# Photography Ethics Question



## osumisan (Apr 13, 2012)

I am a hobbyist photographer with an ethics question that I need advice with.  For many years, I have shot action photographs of my daughter and her friends as they have grown up and have coached many of these girls.  They are considered friends and their parents are family friends.  Now that these girls are in high school, there is a current team photographer that has asked me not to give my photographs to my players anymore because it is hurting his year-end photograph DVD sales.  He is not a professional either, just a hobbyist as well.

Does my relationship with 'my players' trumph his right to sell his photos to these same players that he doesn't know?  I suggested to him that the current group of players do not want to purchase a photo DVD and maybe I can help him offer more products that these players are not used to (posters, mugs, blanket prints, etc).  He has resorted to suggesting that he will step down as team photographer it's not worth his while anymore; which is not what I ever intended.

Can I get some experienced photographer's opinions on this matter.  There are more details, but I painted the basic picture above.

Thanks for your help,
Jon


----------



## Forkie (Apr 13, 2012)

Is there no way you can work together for mutual benefit?


----------



## usayit (Apr 13, 2012)

You have every right to take photos.  The photos are your property and you can give it away.

He has no right to stop you.

Its as simple as that.


No way to tell intention nor attitude but his actions seem audacious.   If his photos are not good enough to offer something to his "clients" that you cannot, then he should move on.    Then again... if you just want to be nice, you could try to work something out.

PS> Once he is asking for money in exchange for a product, he is no longer just a hobby for him.. its a business.   Business is business... don't get con'd into feeling "sorry" for him because he is just like you... a hobbyist.


----------



## osumisan (Apr 13, 2012)

Thank you for the quick replies:

Forkie:  I suggested that I can help him enhance his 'business' by helping him expand the products to sell.  I am not looking for any money, it's just fun for me to shoot and I like sharing with players.  He says he is not interested in offering anything more than his photo DVD.  Perhaps by offering a different product, he might make up the lost revenue.  His position is that if he can't break even with his sales, he will stop shooting.  My positon is I am not even close to breaking even but enjoy the hobby (plus my photos are much better than his).
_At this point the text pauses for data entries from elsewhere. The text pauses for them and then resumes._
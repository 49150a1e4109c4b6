//! # Calculation Registry
//!
//! Static table of known calculation tags and the contexts they are valid in.
//! Configuration loading resolves every tag against this table up front, so
//! an unknown or misplaced calculation fails at load time, not halfway
//! through a parameter sweep.

use std::collections::BTreeMap;

use once_cell::sync::Lazy;

/// Where a calculation may appear.
#[derive(Debug, Clone, Copy, PartialEq, Eq)]
pub enum CalcContext {
    /// One grid.
    Metric,
    /// A (model, data) grid pair.
    Residual,
}

impl CalcContext {
    pub fn as_str(&self) -> &'static str {
        match self {
            CalcContext::Metric => "metric",
            CalcContext::Residual => "residual",
        }
    }
}

/// Registry entry for one calculation kind.
#[derive(Debug, Clone, Copy)]
pub struct CalculationInfo {
    pub tag: &'static str,
    pub metric: bool,
    pub residual: bool,
}

impl CalculationInfo {
    pub fn supports(&self, context: CalcContext) -> bool {
        match context {
            CalcContext::Metric => self.metric,
            CalcContext::Residual => self.residual,
        }
    }
}

static REGISTRY: Lazy<BTreeMap<&'static str, CalculationInfo>> = Lazy::new(|| {
    let entries = [
        CalculationInfo {
            tag: "aggregate",
            metric: true,
            residual: true,
        },
        CalculationInfo {
            tag: "chi_gradient",
            metric: true,
            residual: true,
        },
        CalculationInfo {
            tag: "chi_intercept",
            metric: true,
            residual: true,
        },
        CalculationInfo {
            tag: "count_equal",
            metric: true,
            residual: true,
        },
        CalculationInfo {
            tag: "hypsometric_integral",
            metric: true,
            residual: true,
        },
        // Inherently two-grid: classification comes from the data grid.
        CalculationInfo {
            tag: "discretized_misfit",
            metric: false,
            residual: true,
        },
    ];
    entries.into_iter().map(|info| (info.tag, info)).collect()
});

/// Look up a calculation tag.
pub fn lookup(tag: &str) -> Option<&'static CalculationInfo> {
    REGISTRY.get(tag)
}

/// All known tags, sorted.
pub fn known_tags() -> Vec<&'static str> {
    REGISTRY.keys().copied().collect()
}
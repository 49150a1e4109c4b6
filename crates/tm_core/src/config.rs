//! # Declarative Calculation Configuration
//!
//! Calculations are declared in a YAML mapping from result name to a tagged
//! calculation spec:
//!
//! ```yaml
//! me:
//!   calc: aggregate
//!   field: topographic__elevation
//!   method: mean
//! dm:
//!   calc: discretized_misfit
//!   name_template: "chi_{field_1_level}.z_{field_2_level}"
//!   misfit_field: topographic__elevation
//!   field_1: channel__chi_index
//!   field_2: topographic__elevation
//!   field_1_percentile_edges: [0, 30, 60, 100]
//!   field_2_percentile_edges: [0, 50, 100]
//! ```
//!
//! Declaration order is preserved and governs evaluation and result order.
//! Every tag is resolved against the static [`registry`](crate::registry)
//! and every parameter set validated at load time, so a bad configuration
//! fails before any grid is touched.

use std::collections::HashSet;

use serde::{Deserialize, Serialize};

use crate::calculations::discretized_misfit::{validate_edges, validate_template};
use crate::calculations::AggregationMethod;
use crate::error::ConfigurationError;
use crate::registry::{self, CalcContext};

/// One calculation kind with its validated parameters.
///
/// Internally tagged on `calc`; variant tags match the
/// [`registry`](crate::registry) table.
#[derive(Debug, Clone, PartialEq, Serialize, Deserialize)]
#[serde(tag = "calc", rename_all = "snake_case")]
pub enum CalculationSpec {
    Aggregate {
        field: String,
        #[serde(flatten)]
        method: AggregationMethod,
    },
    ChiGradient {
        chi_field: String,
        elevation_field: String,
    },
    ChiIntercept {
        chi_field: String,
        elevation_field: String,
    },
    CountEqual {
        field: String,
        value: f64,
    },
    HypsometricIntegral {
        field: String,
    },
    DiscretizedMisfit {
        name_template: String,
        misfit_field: String,
        field_1: String,
        field_2: String,
        field_1_percentile_edges: Vec<f64>,
        field_2_percentile_edges: Vec<f64>,
    },
}

impl CalculationSpec {
    /// Registry tag of this calculation kind.
    pub fn tag(&self) -> &'static str {
        match self {
            CalculationSpec::Aggregate { .. } => "aggregate",
            CalculationSpec::ChiGradient { .. } => "chi_gradient",
            CalculationSpec::ChiIntercept { .. } => "chi_intercept",
            CalculationSpec::CountEqual { .. } => "count_equal",
            CalculationSpec::HypsometricIntegral { .. } => "hypsometric_integral",
            CalculationSpec::DiscretizedMisfit { .. } => "discretized_misfit",
        }
    }

    /// Eager parameter validation (edge lists, templates, percentile range).
    pub fn validate(&self) -> Result<(), ConfigurationError> {
        match self {
            CalculationSpec::Aggregate { method, .. } => method.validate(),
            CalculationSpec::ChiGradient { .. }
            | CalculationSpec::ChiIntercept { .. }
            | CalculationSpec::CountEqual { .. }
            | CalculationSpec::HypsometricIntegral { .. } => Ok(()),
            CalculationSpec::DiscretizedMisfit {
                name_template,
                field_1_percentile_edges,
                field_2_percentile_edges,
                ..
            } => {
                validate_edges(field_1_percentile_edges)?;
                validate_edges(field_2_percentile_edges)?;
                validate_template(name_template)
            }
        }
    }

    /// Fields this calculation reads from the model grid (the only grid, in
    /// metric context).
    pub(crate) fn model_fields(&self) -> Vec<&str> {
        match self {
            CalculationSpec::Aggregate { field, .. }
            | CalculationSpec::CountEqual { field, .. }
            | CalculationSpec::HypsometricIntegral { field } => vec![field],
            CalculationSpec::ChiGradient {
                chi_field,
                elevation_field,
            }
            | CalculationSpec::ChiIntercept {
                chi_field,
                elevation_field,
            } => vec![chi_field, elevation_field],
            CalculationSpec::DiscretizedMisfit { misfit_field, .. } => vec![misfit_field],
        }
    }

    /// Fields this calculation reads from the data grid in residual context.
    /// Classification fields live on the data grid only.
    pub(crate) fn data_fields(&self) -> Vec<&str> {
        match self {
            CalculationSpec::Aggregate { field, .. }
            | CalculationSpec::CountEqual { field, .. }
            | CalculationSpec::HypsometricIntegral { field } => vec![field],
            CalculationSpec::ChiGradient {
                chi_field,
                elevation_field,
            }
            | CalculationSpec::ChiIntercept {
                chi_field,
                elevation_field,
            } => vec![chi_field, elevation_field],
            CalculationSpec::DiscretizedMisfit {
                misfit_field,
                field_1,
                field_2,
                ..
            } => vec![misfit_field, field_1, field_2],
        }
    }
}

/// A named calculation, in declaration order.
#[derive(Debug, Clone, PartialEq)]
pub struct NamedCalculation {
    pub name: String,
    pub spec: CalculationSpec,
}

/// Parse and validate a calculation file for the given context.
///
/// Returns the calculations in declaration order. Fails on malformed YAML,
/// non-mapping documents, duplicate names, unknown tags, context mismatches,
/// and invalid parameters.
pub fn parse_calculations(
    yaml: &str,
    context: CalcContext,
) -> Result<Vec<NamedCalculation>, ConfigurationError> {
    let doc: serde_yaml::Value = serde_yaml::from_str(yaml)?;
    let mapping = doc.as_mapping().ok_or(ConfigurationError::NotAMapping)?;

    let mut out = Vec::with_capacity(mapping.len());
    let mut seen = HashSet::with_capacity(mapping.len());
    for (key, value) in mapping {
        let name = key
            .as_str()
            .ok_or(ConfigurationError::NotAMapping)?
            .to_string();
        if !seen.insert(name.clone()) {
            return Err(ConfigurationError::DuplicateCalculationName { name });
        }

        let tag = value
            .get("calc")
            .and_then(serde_yaml::Value::as_str)
            .ok_or_else(|| ConfigurationError::InvalidParameters {
                name: name.clone(),
                message: "missing 'calc' tag".to_string(),
            })?;
        let info = registry::lookup(tag).ok_or_else(|| ConfigurationError::UnknownCalculation {
            tag: tag.to_string(),
        })?;
        if !info.supports(context) {
            return Err(ConfigurationError::WrongContext {
                name,
                tag: info.tag.to_string(),
                context: context.as_str(),
            });
        }

        let spec: CalculationSpec = serde_yaml::from_value(value.clone()).map_err(|e| {
            ConfigurationError::InvalidParameters {
                name: name.clone(),
                message: e.to_string(),
            }
        })?;
        spec.validate()?;
        out.push(NamedCalculation { name, spec });
    }
    Ok(out)
}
usayit:  My intention is to be nice for he is offering his time and skills as a benefit to the team (and himself).  He is giving me guilt by telling me I am taking money from the school by my actions.  My best solution seems to be to stop sharing my photos with the players that I don't already know so he might still make those sales.  But I warned him that each succesive year, more of his shrinking customers are graduating and more of my players are coming up from middle school.  I do, however, feel it's my right to continue sharing with the players who have been receiving my photos for years.  Not an easy situation for I do not want to be unethical to the craft of photography.


----------



## jowensphoto (Apr 13, 2012)

That other guy is being a douche.

You offered to help in out, with no expectance of earning money -- he declined.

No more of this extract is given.